Segundo a coordenadora do PEE no campus de Toledo, Denise Dumke, não há fila de espera, com atendimento a todos os 49 alunos. “O PEE incentiva a autonomia para que o estudante aprenda aqui dentro e consiga replicar lá fora”, afirma.

TRAJETÓRIA ACADÊMICA – Maurício Rangel de Oliveira Couto é um dos acadêmicos atendidos pelo PEE. Diagnosticado com paralisia cerebral do tipo tetraparesia espástica, uma limitação motora nos quatro membros, marcada por fraqueza e rigidez nos músculos, especialmente no lado direito, ele utiliza cadeira de rodas motorizada para locomoção.

Estudante do terceiro ano de Psicologia, Maurício integra a primeira turma do curso no campus, iniciada em 2024. A escolha pelo curso veio desde cedo, quando ouvia e aconselhava os amigos. Chegou a ingressar numa faculdade privada em 2018, mas não conseguiu seguir com os estudos. Quando soube da abertura do curso na Unioeste, agarrou a vaga “como última oportunidade”.

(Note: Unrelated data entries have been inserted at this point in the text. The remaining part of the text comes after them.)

//! Sampling-weight-aware grouping into counts, sums, ratios and shares.
//!
//! Grouping is a pure function of the wave table: records are bucketed by
//! an ordered list of key columns and reduced to a count or a weighted sum.
//! Ratios and percentage-of-total shares are derived from paired group-bys
//! through one primitive each, so the zero-denominator policy lives in
//! exactly one place.
//!
//! Policy decisions, applied uniformly:
//! - a row with missing or non-positive weight is not eligible for weighted
//!   aggregation (excluded, never a silent zero contribution);
//! - a row missing any key component is excluded from grouping, and hence
//!   from share denominators;
//! - a zero denominator yields the undefined sentinel (`None`), which is
//!   distinguishable downstream from a true 0 rate.

use std::collections::BTreeMap;

use rustc_hash::FxHashMap;

use crate::error::{PipelineError, Result};
use crate::filter::RecordFilter;
use crate::models::{CohortKey, KeyColumn, SurveyRecord};

/// How rows are reduced within one cohort
#[derive(Debug, Clone, Copy, PartialEq, Eq)]
pub enum Weighting {
    /// Count of rows
    Count,
    /// Sum of the sampling weight; rows with missing or non-positive
    /// weight are excluded
    Weight,
}

/// One group-by result: a grouping key and one numeric cell per cohort.
///
/// Cells live in a `BTreeMap`, so iteration follows the category sort key,
/// never the order source tables were read.
#[derive(Debug, Clone)]
pub struct Aggregation {
    /// The grouping key columns, in order
    pub key: Vec<KeyColumn>,
    /// Aggregate value per cohort
    pub cells: BTreeMap<CohortKey, f64>,
}

impl Aggregation {
    /// Fold another wave's aggregation into this one, summing shared
    /// cohorts. Both sides must share the same grouping key.
    pub fn merge(&mut self, other: Self) {
        debug_assert_eq!(self.key, other.key, "merging aggregations with different keys");
        for (key, value) in other.cells {
            *self.cells.entry(key).or_insert(0.0) += value;
        }
    }

    /// Total across all cohorts
    #[must_use]
    pub fn total(&self) -> f64 {
        self.cells.values().sum()
    }
}

/// Derived measures with an undefined-ratio sentinel per cohort.
/// `None` marks a zero denominator, never a 0% rate.
#[derive(Debug, Clone)]
pub struct RatioTable {
    /// The grouping key columns, in order
    pub key: Vec<KeyColumn>,
    /// Derived measure per cohort
    pub cells: BTreeMap<CohortKey, Option<f64>>,
}

impl RatioTable {
    /// Keep only cohorts whose key passes the predicate
    #[must_use]
    pub fn retain_keys<F: Fn(&CohortKey) -> bool>(mut self, predicate: F) -> Self {
        self.cells.retain(|key, _| predicate(key));
        self
    }
}

/// Group records by `key` and reduce per cohort.
///
/// `filter` restricts the rows entering the aggregation (e.g. a numerator
/// predicate); rows missing any key component are always excluded.
#[must_use]
pub fn aggregate(
    records: &[SurveyRecord],
    key: &[KeyColumn],
    weighting: Weighting,
    filter: Option<&RecordFilter>,
) -> Aggregation {
    let mut cells: BTreeMap<CohortKey, f64> = BTreeMap::new();
    for record in records {
        if let Some(predicate) = filter
            && !predicate.matches(record)
        {
            continue;
        }
        let Some(cohort) = cohort_key(record, key) else {
            continue;
        };
        let contribution = match weighting {
            Weighting::Count => 1.0,
            Weighting::Weight => match record.weight {
                Some(weight) if weight > 0.0 => weight,
                // Missing or non-positive weight: not eligible
                _ => continue,
            },
        };
        *cells.entry(cohort).or_insert(0.0) += contribution;
    }
    Aggregation {
        key: key.to_vec(),
        cells,
    }
}

/// The cohort key of one record, or `None` when any component is missing
#[must_use]
pub fn cohort_key(record: &SurveyRecord, key: &[KeyColumn]) -> Option<CohortKey> {
    key.iter()
        .map(|column| record.key_component(*column))
        .collect()
}

/// Join a numerator aggregation onto a denominator aggregation sharing the
/// same grouping key and derive numerator / denominator per cohort.
///
/// Cohorts present in the denominator but absent from the numerator get a
/// true `0.0` rate; a zero denominator yields the undefined sentinel.
///
/// # Errors
/// `Reshape` when the two sides were grouped by different keys; joining
/// them would silently pair unrelated cohorts.
pub fn ratio(numerator: &Aggregation, denominator: &Aggregation) -> Result<RatioTable> {
    if numerator.key != denominator.key {
        return Err(PipelineError::Reshape(format!(
            "ratio requires matching grouping keys, got {:?} and {:?}",
            numerator.key, denominator.key
        )));
    }
    let cells = denominator
        .cells
        .iter()
        .map(|(cohort, &total)| {
            let part = numerator.cells.get(cohort).copied().unwrap_or(0.0);
            let value = if total == 0.0 { None } else { Some(part / total) };
            (cohort.clone(), value)
        })
        .collect();
    Ok(RatioTable {
        key: denominator.key.clone(),
        cells,
    })
}

/// Percentage-of-total within a key prefix: each cell divided by the sum of
/// cells sharing its first `prefix_len` key components (typically the
/// period columns).
///
/// # Errors
/// `Reshape` when `prefix_len` does not leave at least one category
/// component.
pub fn share_within(aggregation: &Aggregation, prefix_len: usize) -> Result<RatioTable> {
    if prefix_len >= aggregation.key.len() {
        return Err(PipelineError::Reshape(format!(
            "share prefix of {prefix_len} leaves no category component in a {}-column key",
            aggregation.key.len()
        )));
    }
    let mut totals: FxHashMap<CohortKey, f64> = FxHashMap::default();
    for (cohort, value) in &aggregation.cells {
        let prefix: CohortKey = cohort[..prefix_len].iter().cloned().collect();
        *totals.entry(prefix).or_insert(0.0) += value;
    }

    let cells = aggregation
        .cells
        .iter()
        .map(|(cohort, &value)| {
            let prefix: CohortKey = cohort[..prefix_len].iter().cloned().collect();
            let total = totals.get(&prefix).copied().unwrap_or(0.0);
            let share = if total == 0.0 { None } else { Some(value / total) };
            (cohort.clone(), share)
        })
        .collect();
    Ok(RatioTable {
        key: aggregation.key.clone(),
        cells,
    })
}

/// Mean of a derived per-row value per cohort (e.g. real income by age).
/// Rows where the value is undefined do not enter the mean.
#[must_use]
pub fn mean_of<F>(records: &[SurveyRecord], key: &[KeyColumn], value: F) -> RatioTable
where
    F: Fn(&SurveyRecord) -> Option<f64>,
{
    let mut sums: BTreeMap<CohortKey, (f64, usize)> = BTreeMap::new();
    for record in records {
        let Some(cohort) = cohort_key(record, key) else {
            continue;
        };
        let Some(v) = value(record) else {
            continue;
        };
        let entry = sums.entry(cohort).or_insert((0.0, 0));
        entry.0 += v;
        entry.1 += 1;
    }
    let cells = sums
        .into_iter()
        .map(|(cohort, (sum, count))| (cohort, Some(sum / count as f64)))
        .collect();
    RatioTable {
        key: key.to_vec(),
        cells,
    }
}

#[cfg(test)]
mod tests {
    use super::*;
    use crate::models::KeyValue;
    use smallvec::smallvec;

    fn record(year: i32, status: i32, weight: Option<f64>) -> SurveyRecord {
        SurveyRecord {
            year: Some(year),
            activity_status: Some(status),
            weight,
            ..SurveyRecord::default()
        }
    }

    const KEY: [KeyColumn; 1] = [KeyColumn::Year];

    #[test]
    fn test_count_aggregation() {
        let records = vec![record(2021, 1, None), record(2021, 2, None), record(2022, 1, None)];
        let agg = aggregate(&records, &KEY, Weighting::Count, None);
        let k2021: CohortKey = smallvec![KeyValue::Int(2021)];
        let k2022: CohortKey = smallvec![KeyValue::Int(2022)];
        assert_eq!(agg.cells[&k2021], 2.0);
        assert_eq!(agg.cells[&k2022], 1.0);
    }

    #[test]
    fn test_nonpositive_weight_never_contributes() {
        let base = vec![record(2021, 1, Some(10.0)), record(2021, 1, Some(5.0))];
        let agg_base = aggregate(&base, &KEY, Weighting::Weight, None);

        let mut padded = base.clone();
        padded.push(record(2021, 1, Some(0.0)));
        padded.push(record(2021, 1, Some(-3.0)));
        padded.push(record(2021, 1, None));
        let agg_padded = aggregate(&padded, &KEY, Weighting::Weight, None);

        assert_eq!(agg_base.cells, agg_padded.cells);
        assert_eq!(agg_base.total(), 15.0);
    }

    #[test]
    fn test_missing_key_component_is_excluded() {
        let mut no_year = record(2021, 1, None);
        no_year.year = None;
        let records = vec![record(2021, 1, None), no_year];
        let agg = aggregate(&records, &KEY, Weighting::Count, None);
        assert_eq!(agg.total(), 1.0);
    }

    #[test]
    fn test_ratio_with_zero_and_missing_numerator() {
        let records = vec![
            record(2021, 1, Some(30.0)),
            record(2021, 2, Some(5.0)),
            record(2022, 2, Some(4.0)),
        ];
        let employed = aggregate(
            &records,
            &KEY,
            Weighting::Weight,
            Some(&RecordFilter::employed()),
        );
        let total = aggregate(&records, &KEY, Weighting::Weight, None);
        let rates = ratio(&employed, &total).unwrap();

        let k2021: CohortKey = smallvec![KeyValue::Int(2021)];
        let k2022: CohortKey = smallvec![KeyValue::Int(2022)];
        assert!((rates.cells[&k2021].unwrap() - 30.0 / 35.0).abs() < 1e-12);
        // No employed rows in 2022: a true 0% rate, not undefined
        assert_eq!(rates.cells[&k2022], Some(0.0));
    }

    #[test]
    fn test_ratio_matches_direct_formulation() {
        // Computing numerator and denominator independently and joining
        // must equal the rate computed per cohort by hand.
        let records = vec![
            record(2021, 1, Some(10.0)),
            record(2021, 1, Some(10.0)),
            record(2021, 2, Some(5.0)),
            record(2022, 1, Some(8.0)),
            record(2022, 2, Some(4.0)),
        ];
        let employed = aggregate(
            &records,
            &KEY,
            Weighting::Weight,
            Some(&RecordFilter::employed()),
        );
        let total = aggregate(&records, &KEY, Weighting::Weight, None);
        let joined = ratio(&employed, &total).unwrap();

        for (cohort, value) in &joined.cells {
            let direct = employed.cells.get(cohort).copied().unwrap_or(0.0)
                / total.cells[cohort];
            assert!((value.unwrap() - direct).abs() < 1e-12);
        }
    }

    #[test]
    fn test_share_within_sums_to_one() {
        let key = [KeyColumn::Year, KeyColumn::EducationLevel];
        let mut records = Vec::new();
        for (year, level, n) in [(2021, 1, 3), (2021, 2, 5), (2022, 4, 2)] {
            for _ in 0..n {
                records.push(SurveyRecord {
                    year: Some(year),
                    education_level: Some(level),
                    ..SurveyRecord::default()
                });
            }
        }
        let agg = aggregate(&records, &key, Weighting::Count, None);
        let shares = share_within(&agg, 1).unwrap();

        let mut by_year: FxHashMap<i64, f64> = FxHashMap::default();
        for (cohort, share) in &shares.cells {
            let KeyValue::Int(year) = cohort[0] else { panic!() };
            *by_year.entry(year).or_insert(0.0) += share.unwrap();
        }
        for total in by_year.values() {
            assert!((total - 1.0).abs() < 1e-12);
        }
        let k: CohortKey = smallvec![KeyValue::Int(2021), KeyValue::Int(2)];
        assert!((shares.cells[&k].unwrap() - 5.0 / 8.0).abs() < 1e-12);
    }

    #[test]
    fn test_ratio_rejects_mismatched_keys() {
        let records = vec![record(2021, 1, Some(10.0))];
        let by_year = aggregate(&records, &KEY, Weighting::Count, None);
        let by_year_status = aggregate(
            &records,
            &[KeyColumn::Year, KeyColumn::ActivityStatus],
            Weighting::Count,
            None,
        );
        let err = ratio(&by_year_status, &by_year).unwrap_err();
        assert!(matches!(err, PipelineError::Reshape(_)));
    }

    #[test]
    fn test_share_within_rejects_prefix_without_category() {
        let records = vec![record(2021, 1, Some(10.0))];
        let agg = aggregate(&records, &KEY, Weighting::Count, None);
        let err = share_within(&agg, 1).unwrap_err();
        assert!(matches!(err, PipelineError::Reshape(_)));
    }

    #[test]
    fn test_cells_iterate_in_category_order() {
        let key = [KeyColumn::Year, KeyColumn::EducationLevel];
        // Inserted out of order on purpose
        let records: Vec<SurveyRecord> = [4, 1, 3, 2]
            .iter()
            .map(|&level| SurveyRecord {
                year: Some(2021),
                education_level: Some(level),
                ..SurveyRecord::default()
            })
            .collect();
        let agg = aggregate(&records, &key, Weighting::Count, None);
        let levels: Vec<i64> = agg
            .cells
            .keys()
            .map(|cohort| match cohort[1] {
                KeyValue::Int(level) => level,
                KeyValue::Str(_) => panic!(),
            })
            .collect();
        assert_eq!(levels, vec![1, 2, 3, 4]);
    }

    #[test]
    fn test_mean_of_skips_undefined_values() {
        let key = [KeyColumn::Year];
        let records = vec![
            SurveyRecord { year: Some(2021), income: Some(100.0), ..SurveyRecord::default() },
            SurveyRecord { year: Some(2021), income: Some(300.0), ..SurveyRecord::default() },
            SurveyRecord { year: Some(2021), income: None, ..SurveyRecord::default() },
        ];
        let means = mean_of(&records, &key, |r| r.income);
        let k: CohortKey = smallvec![KeyValue::Int(2021)];
        assert_eq!(means.cells[&k], Some(200.0));
    }
}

“Estou satisfeito com o curso. Tem muitos desafios de socialização, conteúdos densos, leituras complexas, aulas que trazem conteúdo para refletir. Sinto que estou desmontando o Maurício do senso comum e me reconstruindo por inteiro”, relata.

DESAFIOS – No período de estágio, Maurício aponta a logística com um dos maiores desafios, pelo deslocamento por transporte público até o Centro da Juventude, no Jardim Europa. A questão se complica, por ele morar no Cesar Parque, enquanto o campus da Unioeste fica no Jardim La Salle.

Maurício reconhece: “O apoio do PEE é fundamental”. Ele conta com o acompanhamento dos professores de Atendimento Educacional Especializado (AEE), Maria Lourdes de Moura (Malu), Isabel Cristina Theiss e Everton Gazola, com apoio em classe e apoio extraclasse. Nas aulas, eles digitam o conteúdo e auxiliam no uso de tecnologia assistiva, como computador, gravador e microfone. No contraturno, auxiliam na leitura de textos, na discussão de estudos de casos, além de digitar as respostas formuladas por ele para a entrega das atividades.

“O professor do PEE é uma ferramenta de auxílio, porém, não faz a parte do aluno O protagonismo do acadêmico precisa estar presente”, frisa Malu, reconhecendo o incentivo à autonomia dos estudantes. Ela exemplifica com conquistas cotidianas, como incentivar Maurício a utilizar o elevador sozinho, organizar o material pedagógico e realizar de forma independente tarefas que gradualmente se integram à sua rotina.

Devido às exigências de sigilo ético da Psicologia, o atendimento presencial do PEE não ocorre no estágio curricular. Com isso, o estudante já vivencia a independência e a experiência prática do mercado de trabalho.

Consciente do seu trajeto, Maurício incentiva mais pessoas. “Uma das principais ideias quando cheguei aqui era ser espelho para as pessoas, ser inspiração. É possível. Tem seus desafios. Independente da dificuldade que tenho, é possível. Me motiva a vencer minhas dificuldades”, conta.

Nesses anos de atividade, o PEE também acompanhou a trajetória acadêmica de Júlio Marcos Souza, primeira pessoa surda a concluir uma graduação no campus de Toledo, no curso de Filosofia, além do acadêmico Lucildo Teodoro, do curso de Educação Especial Inclusiva, que possui deficiência visual, já graduado em Ciências Sociais pela Unioeste.

DEMANDA – Desde a implantação das vagas reservadas, a procura é constante por estudantes PcDs, refletida no histórico das inscrições homologadas do Vestibular da Unioeste.

No processo seletivo anterior foram registradas 190 inscrições deferidas, enquanto a edição 2025 atingiu o recorde de 255 candidatos homologados. Nos vestibulares anteriores, os números foram de 167 inscritos (2024), 133 (2023) e 123 (2022).

A reserva de 5% das vagas PcD é voltada a candidatos que cursaram e concluíram todo o Ensino Médio em escola pública e que não possuam diploma de graduação anterior. A validação exige o envio de laudo médico comprobatório durante a inscrição.

VESTIBULAR – A oportunidade para que todas as pessoas iniciem os estudos no Ensino Superior está aberta. As inscrições para o Vestibular 2027 da Unioeste podem ser feitas até dia 8 de outubro pelo site www.unioeste.br/vestibular. A prova será realizada no dia 29 de novembro.